Synthesis of Poly(ethylene glycol)-based Hydrogels via Amine-Michael Type Addition with Tunable Stiffness and Postgelation Chemical Functionality

The synthesis of a novel PEG-based hydrogel formed by amine-Michael type addition is reported. Star-shaped PEG molecules (having 8 arms with acrylate end groups; 8PEG) are utilized as macromonomer, and NH3 in ammonia solution (30%) is used as cross-linker, a small and volatile molecule, which unreacted remains can be easily removed from the gel matrix. A distinct relationship between hydrogel structure and properties has been obtained, that is, higher amounts of NH3 in the reaction lead to higher cross-linking density, higher bulk, and surface elasticity and smoother surface morphologies. Moreover, it is demonstrated that the incomplete amine-Michael type addition chemistry leads to gel formation with plenty of residual acrylate groups that are verified by LC-MS analysis and Raman spectra.
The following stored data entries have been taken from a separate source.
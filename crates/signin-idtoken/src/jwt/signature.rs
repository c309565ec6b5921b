//! Signature verification
//!
//! The header algorithm must be exactly the provider-mandated algorithm. There
//! is no negotiation and no `none` fallback. The key must belong to the matching
//! key family, and the signature is checked over the signing input bytes kept by
//! [`ParsedToken`]. This is the only place token authenticity is established.

use super::codec;
use super::jwks::{KeyMaterial, KeyRecord};
use super::token::ParsedToken;
use crate::error::{VerifyError, VerifyResult};
use base64::{Engine as _, engine::general_purpose::URL_SAFE_NO_PAD};
use jsonwebtoken::{Algorithm, DecodingKey};
use std::str::FromStr;
use tracing::{debug, warn};

/// Key family required by an algorithm
fn key_family(algorithm: Algorithm) -> Option<&'static str> {
    match algorithm {
        Algorithm::RS256 => Some("RSA"),
        _ => None,
    }
}

/// Parse a header `alg` and require it to equal the mandated algorithm
///
/// # Errors
///
/// Returns [`VerifyError::UnsupportedAlgorithm`] for a missing, unknown or
/// different algorithm.
pub fn require_algorithm(alg: Option<&str>, mandated: Algorithm) -> VerifyResult<Algorithm> {
    let alg = alg.ok_or_else(|| VerifyError::UnsupportedAlgorithm("missing".to_string()))?;

    match Algorithm::from_str(alg) {
        Ok(parsed) if parsed == mandated => Ok(parsed),
        _ => {
            warn!(algorithm = alg, mandated = ?mandated, "Token algorithm rejected");
            Err(VerifyError::UnsupportedAlgorithm(alg.to_string()))
        }
    }
}

/// Verify a parsed token's signature with a resolved key
///
/// # Errors
///
/// Returns a cryptographic error if the algorithm is not the mandated one, the
/// key does not fit the algorithm, or the signature does not match. Returns a
/// key-resolution error if the key's own fields cannot be decoded.
pub fn verify_signature(
    token: &ParsedToken,
    key: &KeyRecord,
    mandated: Algorithm,
) -> VerifyResult<()> {
    let algorithm = require_algorithm(token.header().alg.as_deref(), mandated)?;
    let kid = key.kid.as_deref().unwrap_or("<none>");

    let expected_family = key_family(algorithm)
        .ok_or_else(|| VerifyError::UnsupportedAlgorithm(format!("{algorithm:?}")))?;

    let (n, e) = match &key.material {
        KeyMaterial::Rsa { n, e } => (n, e),
        other => {
            warn!(key_id = kid, key_type = other.key_type(), "Key type does not match algorithm");
            return Err(VerifyError::KeyTypeMismatch {
                expected: expected_family.to_string(),
                found: other.key_type().to_string(),
            });
        }
    };

    if let Some(key_use) = key.key_use.as_deref()
        && key_use != "sig"
    {
        return Err(VerifyError::KeyUsageMismatch {
            expected: format!("{algorithm:?}"),
            reason: format!("key use is {key_use}"),
        });
    }

    if let Some(key_alg) = key.alg.as_deref()
        && Algorithm::from_str(key_alg).ok() != Some(algorithm)
    {
        return Err(VerifyError::KeyUsageMismatch {
            expected: format!("{algorithm:?}"),
            reason: format!("key algorithm is {key_alg}"),
        });
    }

    let modulus = decode_component(kid, "n", n)?;
    let exponent = decode_component(kid, "e", e)?;

    let decoding_key = DecodingKey::from_rsa_raw_components(
        strip_leading_zeros(&modulus),
        strip_leading_zeros(&exponent),
    );

    // Canonical re-encoding of the bytes the decomposer already decoded
    let signature = URL_SAFE_NO_PAD.encode(token.signature());

    match jsonwebtoken::crypto::verify(&signature, token.signing_input(), &decoding_key, algorithm) {
        Ok(true) => {}
        Ok(false) => {
            warn!(key_id = kid, "Token signature verification failed");
            return Err(VerifyError::InvalidSignature);
        }
        Err(e) => {
            warn!(key_id = kid, error = %e, "Token signature could not be checked");
            return Err(VerifyError::InvalidSignature);
        }
    }

    debug!(key_id = kid, algorithm = ?algorithm, "Token signature verified");
    Ok(())
}

fn decode_component(kid: &str, name: &str, value: &str) -> VerifyResult<Vec<u8>> {
    let bytes = codec::decode(value).map_err(|e| VerifyError::InvalidKeyMaterial {
        kid: kid.to_string(),
        reason: format!("{name}: {e}"),
    })?;
    if bytes.iter().all(|&b| b == 0) {
        return Err(VerifyError::InvalidKeyMaterial {
            kid: kid.to_string(),
            reason: format!("{name}: empty"),
        });
    }
    Ok(bytes)
}

fn strip_leading_zeros(bytes: &[u8]) -> &[u8] {
    let start = bytes.iter().position(|&b| b != 0).unwrap_or(bytes.len());
    &bytes[start..]
}
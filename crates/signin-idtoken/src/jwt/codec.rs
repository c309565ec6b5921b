//! Base64URL decoding for compact token segments and JWK fields
//!
//! Segments arrive unpadded and in the URL-safe alphabet. Decoding maps the
//! alphabet back to standard base64 and restores padding before handing the
//! input to the standard engine, so padded and unpadded inputs both decode.

use base64::{Engine as _, engine::general_purpose::STANDARD};
use serde::de::DeserializeOwned;

/// Base64URL decode failure
#[derive(Debug, Clone, PartialEq, Eq, thiserror::Error)]
pub enum CodecError {
    /// Input is not valid base64url
    #[error("invalid base64url: {0}")]
    Base64(String),
    /// Decoded bytes are not the expected JSON document
    #[error("invalid JSON: {0}")]
    Json(String),
}

/// Decode a base64url segment into raw bytes
pub fn decode(input: &str) -> Result<Vec<u8>, CodecError> {
    let mut standard: String = input
        .chars()
        .map(|c| match c {
            '-' => '+',
            '_' => '/',
            other => other,
        })
        .collect();

    let remainder = standard.len() % 4;
    if remainder != 0 {
        standard.extend(std::iter::repeat_n('=', 4 - remainder));
    }

    STANDARD
        .decode(standard.as_bytes())
        .map_err(|e| CodecError::Base64(e.to_string()))
}

/// Decode a base64url segment and parse it as JSON
pub fn decode_json<T: DeserializeOwned>(input: &str) -> Result<T, CodecError> {
    let bytes = decode(input)?;
    serde_json::from_slice(&bytes).map_err(|e| CodecError::Json(e.to_string()))
}
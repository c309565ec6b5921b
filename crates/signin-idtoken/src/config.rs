//! Verifier configuration
//!
//! Provider issuers and key endpoints are fixed; only the allowed audiences
//! (the application's client IDs) and operational knobs are configurable.
//! Loading these values from the environment is left to the caller.

use serde::{Deserialize, Serialize};
use std::time::Duration;

/// How the email claim is treated in the verified identity
#[derive(Debug, Clone, Copy, PartialEq, Eq, Serialize, Deserialize, Default)]
#[serde(rename_all = "snake_case")]
pub enum EmailPolicy {
    /// Return the email whenever the token carries one
    #[default]
    AsAsserted,
    /// Return the email only when `email_verified` is true
    RequireVerified,
}

/// Identity token verifier configuration
#[derive(Debug, Clone, PartialEq, Eq, Serialize, Deserialize)]
#[serde(default)]
pub struct VerifierConfig {
    /// Client IDs accepted as the `aud` of Google ID tokens
    pub google_audiences: Vec<String>,
    /// Service / bundle IDs accepted as the `aud` of Apple identity tokens
    pub apple_audiences: Vec<String>,
    /// Email claim handling
    pub email_policy: EmailPolicy,
    /// HTTP timeout for key endpoint requests
    pub http_timeout_secs: u64,
    /// Key set lifetime when the endpoint sends no max-age
    pub default_key_ttl_secs: u64,
    /// Hash subjects in audit records
    pub hash_audit_subjects: bool,
}

impl Default for VerifierConfig {
    fn default() -> Self {
        Self {
            google_audiences: Vec::new(),
            apple_audiences: Vec::new(),
            email_policy: EmailPolicy::default(),
            http_timeout_secs: 10,
            default_key_ttl_secs: 3600,
            hash_audit_subjects: false,
        }
    }
}

impl VerifierConfig {
    pub fn http_timeout(&self) -> Duration {
        Duration::from_secs(self.http_timeout_secs)
    }

    pub fn default_key_ttl(&self) -> Duration {
        Duration::from_secs(self.default_key_ttl_secs.max(1))
    }
}

/// Trim audience entries and drop blanks
pub(crate) fn normalize_audiences(audiences: &[String]) -> Vec<String> {
    audiences
        .iter()
        .map(|a| a.trim())
        .filter(|a| !a.is_empty())
        .map(String::from)
        .collect()
}

#[cfg(test)]
mod tests {
    use super::*;
    use serde_json::json;

    #[test]
    fn test_defaults() {
        let config = VerifierConfig::default();
        assert!(config.google_audiences.is_empty());
        assert_eq!(config.email_policy, EmailPolicy::AsAsserted);
        assert_eq!(config.http_timeout(), Duration::from_secs(10));
        assert_eq!(config.default_key_ttl(), Duration::from_secs(3600));
    }

    #[test]
    fn test_partial_deserialization() {
        let config: VerifierConfig = serde_json::from_value(json!({
            "google_audiences": ["web.apps.googleusercontent.com"],
            "email_policy": "require_verified"
        }))
        .unwrap();

        assert_eq!(config.google_audiences.len(), 1);
        assert!(config.apple_audiences.is_empty());
        assert_eq!(config.email_policy, EmailPolicy::RequireVerified);
        assert_eq!(config.http_timeout_secs, 10);
    }

    #[test]
    fn test_normalize_audiences() {
        let raw = vec![" a ".to_string(), "".to_string(), "   ".to_string(), "b".to_string()];
        assert_eq!(normalize_audiences(&raw), vec!["a", "b"]);
    }
}
use std::sync::Arc;
use std::time::Duration;

use crate::bucket::TokenBucket;
use crate::clock::ClockSource;
use crate::clock::MonotonicClock;
use crate::default_resolution_nanos;
use crate::rate::DynamicRate;
use crate::rate::FixedRate;
use crate::rate::RateModel;
use crate::rate::Supplier;

const NANOS_PER_SECOND: u64 = 1_000_000_000;

/// Errors produced when a bucket configuration fails validation.
#[derive(Debug, Clone, PartialEq, Eq, thiserror::Error)]
pub enum BuildError {
    /// No rate was configured.
    #[error("rate must be configured")]
    MissingRate,

    /// The configured rate was zero.
    #[error("rate must be > 0")]
    ZeroRate,

    /// The configured rate period was zero.
    #[error("rate period must be > 0")]
    ZeroRatePeriod,

    /// A scaling factor was negative, NaN, or infinite.
    #[error("{0} must be a finite, non-negative factor")]
    InvalidFactor(&'static str),
}

/// Configures a bucket with a constant rate.
///
/// `rate` is required; everything else defaults per the table on each
/// setter. Validation happens in [`build`](TokenBucketBuilder::build).
#[derive(Default)]
pub struct TokenBucketBuilder {
    rate: Option<u64>,
    capacity: Option<u64>,
    initial_tokens: Option<u64>,
    rate_period: Option<Duration>,
    resolution: Option<Duration>,
    clock: Option<Arc<dyn ClockSource>>,
}

impl TokenBucketBuilder {
    pub fn new() -> Self {
        Self::default()
    }

    /// Tokens produced per rate period. Required.
    pub fn rate(mut self, rate: u64) -> Self {
        self.rate = Some(rate);
        self
    }

    /// Maximum stored tokens. Defaults to `rate`.
    pub fn capacity(mut self, capacity: u64) -> Self {
        self.capacity = Some(capacity);
        self
    }

    /// Tokens at construction. Defaults to `rate`.
    pub fn initial_tokens(mut self, initial_tokens: u64) -> Self {
        self.initial_tokens = Some(initial_tokens);
        self
    }

    /// Period over which `rate` tokens are produced. Defaults to 1 s.
    pub fn rate_period(mut self, rate_period: Duration) -> Self {
        self.rate_period = Some(rate_period);
        self
    }

    /// Reconciliation interval. Defaults to the process-wide default
    /// (16 ms). Zero makes every operation reconcile.
    pub fn resolution(mut self, resolution: Duration) -> Self {
        self.resolution = Some(resolution);
        self
    }

    /// Monotonic clock to read. Defaults to a direct high-precision clock.
    pub fn clock_source(mut self, clock: Arc<dyn ClockSource>) -> Self {
        self.clock = Some(clock);
        self
    }

    pub fn build(self) -> Result<TokenBucket, BuildError> {
        let rate = self.rate.ok_or(BuildError::MissingRate)?;
        if rate == 0 {
            return Err(BuildError::ZeroRate);
        }
        let rate_period_nanos = self
            .rate_period
            .map(|period| period.as_nanos() as u64)
            .unwrap_or(NANOS_PER_SECOND);
        if rate_period_nanos == 0 {
            return Err(BuildError::ZeroRatePeriod);
        }

        let capacity = self.capacity.unwrap_or(rate);
        let initial_tokens = self.initial_tokens.unwrap_or(rate);
        let resolution_nanos = self
            .resolution
            .map(|resolution| resolution.as_nanos() as u64)
            .unwrap_or_else(default_resolution_nanos);
        let clock = self
            .clock
            .unwrap_or_else(|| Arc::new(MonotonicClock::new()));

        let target_after_throttling = (resolution_nanos as u128 * rate as u128
            / rate_period_nanos as u128)
            .max(1) as u64;

        tracing::debug!(rate, capacity, resolution_nanos, "token bucket built");
        Ok(TokenBucket::new(
            RateModel::Fixed(FixedRate {
                rate,
                rate_period_nanos,
                capacity,
                target_after_throttling,
            }),
            initial_tokens,
            resolution_nanos,
            clock,
        ))
    }
}

/// Configures a bucket whose rate and period are evaluated on demand.
///
/// A rate supplier is required. Capacity, initial fill, and the
/// post-throttling target are derived from the supplied rate through
/// scaling factors.
#[derive(Default)]
pub struct DynamicTokenBucketBuilder {
    rate: Option<Supplier>,
    rate_period: Option<Supplier>,
    capacity_factor: Option<f64>,
    initial_fill_factor: Option<f64>,
    target_fill_factor: Option<f64>,
    resolution: Option<Duration>,
    clock: Option<Arc<dyn ClockSource>>,
}

impl DynamicTokenBucketBuilder {
    pub fn new() -> Self {
        Self::default()
    }

    /// Supplier of the current rate. Required.
    pub fn rate_supplier(mut self, rate: impl Fn() -> u64 + Send + Sync + 'static) -> Self {
        self.rate = Some(Arc::new(rate));
        self
    }

    /// Supplier of the current rate period in nanoseconds. Defaults to a
    /// constant 1 s.
    pub fn rate_period_supplier(
        mut self,
        rate_period: impl Fn() -> u64 + Send + Sync + 'static,
    ) -> Self {
        self.rate_period = Some(Arc::new(rate_period));
        self
    }

    /// `capacity = rate × factor`. Defaults to 1.0.
    pub fn capacity_factor(mut self, factor: f64) -> Self {
        self.capacity_factor = Some(factor);
        self
    }

    /// `initial tokens = rate × factor`, evaluated once at build. Defaults
    /// to 1.0.
    pub fn initial_fill_factor(mut self, factor: f64) -> Self {
        self.initial_fill_factor = Some(factor);
        self
    }

    /// `post-throttling target = rate × factor`. Defaults to 0.01.
    pub fn target_fill_factor(mut self, factor: f64) -> Self {
        self.target_fill_factor = Some(factor);
        self
    }

    /// Reconciliation interval. Defaults to the process-wide default
    /// (16 ms). Zero makes every operation reconcile.
    pub fn resolution(mut self, resolution: Duration) -> Self {
        self.resolution = Some(resolution);
        self
    }

    /// Monotonic clock to read. Defaults to a direct high-precision clock.
    pub fn clock_source(mut self, clock: Arc<dyn ClockSource>) -> Self {
        self.clock = Some(clock);
        self
    }

    pub fn build(self) -> Result<TokenBucket, BuildError> {
        let rate = self.rate.ok_or(BuildError::MissingRate)?;
        let rate_period = self
            .rate_period
            .unwrap_or_else(|| Arc::new(|| NANOS_PER_SECOND));

        let capacity_factor = validated_factor("capacity factor", self.capacity_factor, 1.0)?;
        let initial_fill_factor =
            validated_factor("initial fill factor", self.initial_fill_factor, 1.0)?;
        let target_fill_factor =
            validated_factor("target fill factor", self.target_fill_factor, 0.01)?;

        let resolution_nanos = self
            .resolution
            .map(|resolution| resolution.as_nanos() as u64)
            .unwrap_or_else(default_resolution_nanos);
        let clock = self
            .clock
            .unwrap_or_else(|| Arc::new(MonotonicClock::new()));

        let initial_tokens = (rate() as f64 * initial_fill_factor) as u64;

        tracing::debug!(resolution_nanos, "dynamic token bucket built");
        Ok(TokenBucket::new(
            RateModel::Dynamic(DynamicRate {
                rate,
                rate_period_nanos: rate_period,
                capacity_factor,
                target_fill_factor,
            }),
            initial_tokens,
            resolution_nanos,
            clock,
        ))
    }
}

fn validated_factor(
    name: &'static str,
    factor: Option<f64>,
    default: f64,
) -> Result<f64, BuildError> {
    let factor = factor.unwrap_or(default);
    if !factor.is_finite() || factor < 0.0 {
        return Err(BuildError::InvalidFactor(name));
    }
    Ok(factor)
}

#[cfg(test)]
mod tests {
    use super::*;
    use crate::restore_default_resolution;
    use crate::strict_resolution_for_tests;

    #[test]
    fn rate_is_required() {
        assert_eq!(
            TokenBucketBuilder::new().build().unwrap_err(),
            BuildError::MissingRate
        );
        assert_eq!(
            DynamicTokenBucketBuilder::new().build().unwrap_err(),
            BuildError::MissingRate
        );
    }

    #[test]
    fn zero_rate_and_zero_period_are_rejected() {
        assert_eq!(
            TokenBucketBuilder::new().rate(0).build().unwrap_err(),
            BuildError::ZeroRate
        );
        assert_eq!(
            TokenBucketBuilder::new()
                .rate(10)
                .rate_period(Duration::ZERO)
                .build()
                .unwrap_err(),
            BuildError::ZeroRatePeriod
        );
    }

    #[test]
    fn capacity_and_initial_tokens_default_to_rate() {
        let bucket = TokenBucketBuilder::new().rate(25).build().unwrap();
        assert_eq!(bucket.capacity(), 25);
        assert_eq!(bucket.rate(), 25);
        assert_eq!(bucket.rate_period(), Duration::from_secs(1));
        assert_eq!(bucket.tokens(), 25);
    }

    #[test]
    fn throttling_target_scales_with_resolution() {
        let bucket = TokenBucketBuilder::new()
            .rate(1_000)
            .resolution(Duration::from_millis(16))
            .build()
            .unwrap();
        assert_eq!(bucket.target_tokens_after_throttling(), 16);

        // Too small for a whole token per tick: floor of one token.
        let bucket = TokenBucketBuilder::new()
            .rate(10)
            .resolution(Duration::from_millis(16))
            .build()
            .unwrap();
        assert_eq!(bucket.target_tokens_after_throttling(), 1);
    }

    #[test]
    fn invalid_factors_are_rejected() {
        assert_eq!(
            DynamicTokenBucketBuilder::new()
                .rate_supplier(|| 10)
                .capacity_factor(-1.0)
                .build()
                .unwrap_err(),
            BuildError::InvalidFactor("capacity factor")
        );
        assert_eq!(
            DynamicTokenBucketBuilder::new()
                .rate_supplier(|| 10)
                .target_fill_factor(f64::NAN)
                .build()
                .unwrap_err(),
            BuildError::InvalidFactor("target fill factor")
        );
    }

    #[test]
    fn dynamic_defaults_follow_the_supplied_rate() {
        let bucket = DynamicTokenBucketBuilder::new()
            .rate_supplier(|| 100)
            .build()
            .unwrap();
        assert_eq!(bucket.capacity(), 100);
        assert_eq!(bucket.tokens(), 100);
        assert_eq!(bucket.target_tokens_after_throttling(), 1);
    }

    #[test]
    fn strict_toggle_changes_the_default_resolution() {
        strict_resolution_for_tests();
        let strict = TokenBucketBuilder::new().rate(10).build().unwrap();
        assert_eq!(strict.resolution(), Duration::ZERO);

        restore_default_resolution();
        let batched = TokenBucketBuilder::new().rate(10).build().unwrap();
        assert_eq!(batched.resolution(), Duration::from_millis(16));
    }
}
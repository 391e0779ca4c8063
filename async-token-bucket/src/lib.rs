//! # async-token-bucket
//!
//! `async-token-bucket` provides a lock-free token-bucket calculator built
//! to sit under a high-throughput rate limiter.
//!
//! ## Core Philosophy
//!
//! A token bucket guarded by a `Mutex`, or even a single shared atomic
//! counter, becomes the bottleneck of whatever it is throttling once enough
//! threads hammer it. This crate splits the work into a hot path and a cold
//! path:
//!
//! * the **hot path** (`consume`) touches no contended memory location: it
//!   adds into a cache-line-striped counter and returns;
//! * once per **resolution interval** (16 ms by default), a single caller is
//!   elected by CAS to fold elapsed time and pending consumption into the
//!   authoritative balance;
//! * the **cold path** (`tokens_synced`, `throttling_duration`) forces that
//!   reconciliation and answers from a coherent view.
//!
//! The balance is therefore eventually consistent between ticks and exact
//! on demand. Sub-tick nanoseconds are carried forward, so production is
//! precise over time even at rates like 1 token/s.
//!
//! ## Key Concepts
//!
//! * **Lock-Free**: a few atomics and a branch per `consume`; CAS-retry
//!   only on the once-per-tick commit.
//! * **Granular Clock**: clock reads can be served from a snapshot cached
//!   by a background ticker, for platforms where the monotonic-time
//!   syscall dominates hot-path cost.
//! * **Fixed and Dynamic Rates**: configuration is either frozen at build
//!   time or re-evaluated from caller-supplied functions on demand.
//!
//! ## Example
//!
//! ```rust
//! use async_token_bucket::TokenBucket;
//!
//! let bucket = TokenBucket::builder()
//!     .rate(1_000)
//!     .capacity(10_000)
//!     .build()
//!     .unwrap();
//!
//! bucket.consume(1);
//! if !bucket.contains_tokens() {
//!     let wait = bucket.throttling_duration();
//!     // hand `wait` to the throttling queue
//! }
//! ```

use std::sync::atomic::AtomicU64;
use std::sync::atomic::Ordering;

mod adder;
mod bucket;
mod builder;
mod clock;
mod rate;

pub use bucket::TokenBucket;
pub use builder::BuildError;
pub use builder::DynamicTokenBucketBuilder;
pub use builder::TokenBucketBuilder;
pub use clock::ClockError;
pub use clock::ClockSource;
pub use clock::GranularClock;
pub use clock::ManualClock;
pub use clock::MonotonicClock;
pub use rate::Supplier;

/// Default reconciliation interval.
const DEFAULT_RESOLUTION_NANOS: u64 = 16_000_000;

/// Process-wide default resolution, applied by builders that were not given
/// an explicit one.
static DEFAULT_RESOLUTION: AtomicU64 = AtomicU64::new(DEFAULT_RESOLUTION_NANOS);

/// Switches the process-wide default resolution to zero, so every bucket
/// built afterwards reconciles on every operation.
///
/// Strict mode exists for deterministic test harnesses; it defeats the
/// batching that makes the hot path cheap. Production code should configure
/// resolution per bucket instead. Pair with
/// [`restore_default_resolution`].
pub fn strict_resolution_for_tests() {
    DEFAULT_RESOLUTION.store(0, Ordering::Release);
}

/// Restores the process-wide default resolution to 16 ms.
pub fn restore_default_resolution() {
    DEFAULT_RESOLUTION.store(DEFAULT_RESOLUTION_NANOS, Ordering::Release);
}

pub(crate) fn default_resolution_nanos() -> u64 {
    DEFAULT_RESOLUTION.load(Ordering::Acquire)
}
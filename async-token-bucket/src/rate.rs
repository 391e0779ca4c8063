use std::fmt;
use std::sync::Arc;

/// A caller-supplied configuration source, re-evaluated on demand.
pub type Supplier = Arc<dyn Fn() -> u64 + Send + Sync>;

/// Rate configuration for a bucket.
///
/// The fixed arm holds constants resolved at build time; the dynamic arm
/// re-evaluates its suppliers on every read, so the rate can change while
/// the bucket is live. The variant check is a branch on the hot path, not a
/// virtual call.
pub(crate) enum RateModel {
    Fixed(FixedRate),
    Dynamic(DynamicRate),
}

pub(crate) struct FixedRate {
    pub(crate) rate: u64,
    pub(crate) rate_period_nanos: u64,
    pub(crate) capacity: u64,
    pub(crate) target_after_throttling: u64,
}

pub(crate) struct DynamicRate {
    pub(crate) rate: Supplier,
    pub(crate) rate_period_nanos: Supplier,
    pub(crate) capacity_factor: f64,
    pub(crate) target_fill_factor: f64,
}

impl RateModel {
    /// Tokens produced per rate period.
    #[inline]
    pub(crate) fn rate(&self) -> u64 {
        match self {
            Self::Fixed(fixed) => fixed.rate,
            Self::Dynamic(dynamic) => (dynamic.rate)(),
        }
    }

    /// Period over which `rate` tokens are produced.
    #[inline]
    pub(crate) fn rate_period_nanos(&self) -> u64 {
        match self {
            Self::Fixed(fixed) => fixed.rate_period_nanos,
            Self::Dynamic(dynamic) => (dynamic.rate_period_nanos)(),
        }
    }

    /// Maximum number of stored tokens.
    #[inline]
    pub(crate) fn capacity(&self) -> u64 {
        match self {
            Self::Fixed(fixed) => fixed.capacity,
            Self::Dynamic(dynamic) => ((dynamic.rate)() as f64 * dynamic.capacity_factor) as u64,
        }
    }

    /// Token level the bucket must refill to before throttled callers are
    /// eligible to resume.
    #[inline]
    pub(crate) fn target_tokens_after_throttling(&self) -> u64 {
        match self {
            Self::Fixed(fixed) => fixed.target_after_throttling,
            Self::Dynamic(dynamic) => {
                ((dynamic.rate)() as f64 * dynamic.target_fill_factor) as u64
            }
        }
    }
}

impl fmt::Debug for RateModel {
    fn fmt(&self, f: &mut fmt::Formatter<'_>) -> fmt::Result {
        match self {
            Self::Fixed(fixed) => f
                .debug_struct("Fixed")
                .field("rate", &fixed.rate)
                .field("rate_period_nanos", &fixed.rate_period_nanos)
                .field("capacity", &fixed.capacity)
                .field("target_after_throttling", &fixed.target_after_throttling)
                .finish(),
            Self::Dynamic(dynamic) => f
                .debug_struct("Dynamic")
                .field("capacity_factor", &dynamic.capacity_factor)
                .field("target_fill_factor", &dynamic.target_fill_factor)
                .finish_non_exhaustive(),
        }
    }
}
Those residual acrylate groups enable us on the one hand to (bio)functionalize the gels, for example, via a second Michael-type addition reaction, employing thiol-reactive (bio)functional molecules and/or to perform additional UV-curing (photoinitiated cross-linking) to further stabilize the preformed gels with higher mechanical integrity. The proof of principle of the postgelation reactivity is demonstrated by fabricating nanoscale precise 3D patterns and by using a thiolated fluorescent dye, which reacts at the surface of the cross-linked gel and shows a small but clear penetration profile of around SO pm from the surface into the bulk of the reactive gel.